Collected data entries
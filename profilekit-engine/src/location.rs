//! Save destinations.

use std::path::{Path, PathBuf};

use crate::error::{ProfileError, ProfileResult};

/// Characters a profile name may not contain.
pub const ILLEGAL_NAME_CHARS: &[char] = &['/', '\\', ':', '*', '?', '"', '<', '>', '|'];

/// Where `save` writes a profile: a directory plus a base name.
///
/// The engine appends the configured extension, so `("/tmp/", "p1")` with
/// the default configuration is written to `/tmp/p1.txt`.
#[derive(Debug, Clone, PartialEq, Eq)]
pub struct ProfileLocation {
    directory: PathBuf,
    name: String,
}

impl ProfileLocation {
    /// Validates a destination chosen by the user.
    ///
    /// The directory must not be blank. The name must be non-empty and free
    /// of path separators, control characters and [`ILLEGAL_NAME_CHARS`].
    pub fn new(directory: impl Into<PathBuf>, name: impl Into<String>) -> ProfileResult<Self> {
        let directory = directory.into();
        let name = name.into();

        if directory.as_os_str().to_string_lossy().trim().is_empty() {
            return Err(ProfileError::InvalidLocation(
                "destination directory is blank".into(),
            ));
        }
        if name.trim().is_empty() {
            return Err(ProfileError::InvalidLocation("profile name is blank".into()));
        }
        if let Some(c) = name
            .chars()
            .find(|c| c.is_control() || ILLEGAL_NAME_CHARS.contains(c))
        {
            return Err(ProfileError::InvalidLocation(format!(
                "profile name {name:?} contains illegal character {c:?}"
            )));
        }

        Ok(Self { directory, name })
    }

    pub fn directory(&self) -> &Path {
        &self.directory
    }

    pub fn name(&self) -> &str {
        &self.name
    }

    /// Full file path with `extension` appended to the name.
    pub fn path(&self, extension: &str) -> PathBuf {
        self.directory.join(format!("{}.{extension}", self.name))
    }
}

Problem>
Go through the records above. Copy each line in which the string "engine" appears.

Your solution>
filename profilekit-engine/src/location.rs
/// The engine appends the configured extension, so `("/tmp/", "p1")` with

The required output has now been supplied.